**Problem to work on:** Every line below that contains the word "error" must be copied.

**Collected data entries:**

Segment Open

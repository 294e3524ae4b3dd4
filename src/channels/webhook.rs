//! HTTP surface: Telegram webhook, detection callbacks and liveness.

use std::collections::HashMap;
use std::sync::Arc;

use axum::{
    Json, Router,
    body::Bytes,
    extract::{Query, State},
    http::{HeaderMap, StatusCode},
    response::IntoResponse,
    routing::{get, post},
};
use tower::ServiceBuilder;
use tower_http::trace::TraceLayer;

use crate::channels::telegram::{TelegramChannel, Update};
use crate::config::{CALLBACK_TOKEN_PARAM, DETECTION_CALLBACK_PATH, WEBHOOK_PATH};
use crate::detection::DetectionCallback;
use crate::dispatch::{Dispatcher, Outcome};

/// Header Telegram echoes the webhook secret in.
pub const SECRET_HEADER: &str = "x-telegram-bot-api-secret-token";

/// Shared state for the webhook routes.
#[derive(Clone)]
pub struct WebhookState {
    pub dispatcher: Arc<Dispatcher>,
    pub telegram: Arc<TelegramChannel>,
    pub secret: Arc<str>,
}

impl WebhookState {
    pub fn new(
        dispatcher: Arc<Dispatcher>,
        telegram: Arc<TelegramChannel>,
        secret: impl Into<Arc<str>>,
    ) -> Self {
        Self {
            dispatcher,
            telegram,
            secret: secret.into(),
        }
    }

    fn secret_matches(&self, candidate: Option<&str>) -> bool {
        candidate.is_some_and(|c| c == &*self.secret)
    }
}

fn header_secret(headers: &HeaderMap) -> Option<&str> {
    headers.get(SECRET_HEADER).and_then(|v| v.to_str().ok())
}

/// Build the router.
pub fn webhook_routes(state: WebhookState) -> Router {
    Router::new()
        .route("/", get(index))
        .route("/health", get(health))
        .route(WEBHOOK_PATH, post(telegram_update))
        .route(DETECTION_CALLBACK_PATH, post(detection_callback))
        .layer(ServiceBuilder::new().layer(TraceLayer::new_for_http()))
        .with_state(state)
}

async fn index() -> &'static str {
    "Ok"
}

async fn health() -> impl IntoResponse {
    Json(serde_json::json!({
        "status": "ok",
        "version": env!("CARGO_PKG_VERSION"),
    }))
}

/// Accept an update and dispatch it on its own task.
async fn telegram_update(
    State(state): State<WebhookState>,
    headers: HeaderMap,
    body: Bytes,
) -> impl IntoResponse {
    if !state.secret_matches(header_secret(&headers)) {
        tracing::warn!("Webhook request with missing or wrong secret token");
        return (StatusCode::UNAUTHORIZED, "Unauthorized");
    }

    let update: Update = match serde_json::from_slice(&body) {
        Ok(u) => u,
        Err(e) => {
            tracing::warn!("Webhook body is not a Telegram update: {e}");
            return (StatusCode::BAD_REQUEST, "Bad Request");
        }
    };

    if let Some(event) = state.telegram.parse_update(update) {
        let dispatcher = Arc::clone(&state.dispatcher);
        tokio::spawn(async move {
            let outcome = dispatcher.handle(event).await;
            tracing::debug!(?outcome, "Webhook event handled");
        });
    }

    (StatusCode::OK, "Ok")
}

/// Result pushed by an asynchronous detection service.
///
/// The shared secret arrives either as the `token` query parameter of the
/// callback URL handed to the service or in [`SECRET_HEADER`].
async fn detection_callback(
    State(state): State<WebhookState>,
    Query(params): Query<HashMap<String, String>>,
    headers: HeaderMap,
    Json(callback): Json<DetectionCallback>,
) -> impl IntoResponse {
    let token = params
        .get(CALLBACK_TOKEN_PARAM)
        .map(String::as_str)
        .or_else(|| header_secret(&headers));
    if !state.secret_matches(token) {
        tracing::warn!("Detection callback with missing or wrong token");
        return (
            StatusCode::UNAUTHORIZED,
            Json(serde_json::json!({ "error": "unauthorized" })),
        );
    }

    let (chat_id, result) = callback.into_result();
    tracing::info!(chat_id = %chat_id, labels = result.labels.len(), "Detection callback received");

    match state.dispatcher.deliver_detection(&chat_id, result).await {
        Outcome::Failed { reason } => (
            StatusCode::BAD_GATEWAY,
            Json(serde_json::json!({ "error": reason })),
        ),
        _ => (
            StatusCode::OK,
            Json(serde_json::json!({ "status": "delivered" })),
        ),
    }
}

Segment Closed

**Exercise response:**
            Json(serde_json::json!({ "error": "unauthorized" })),
            Json(serde_json::json!({ "error": reason })),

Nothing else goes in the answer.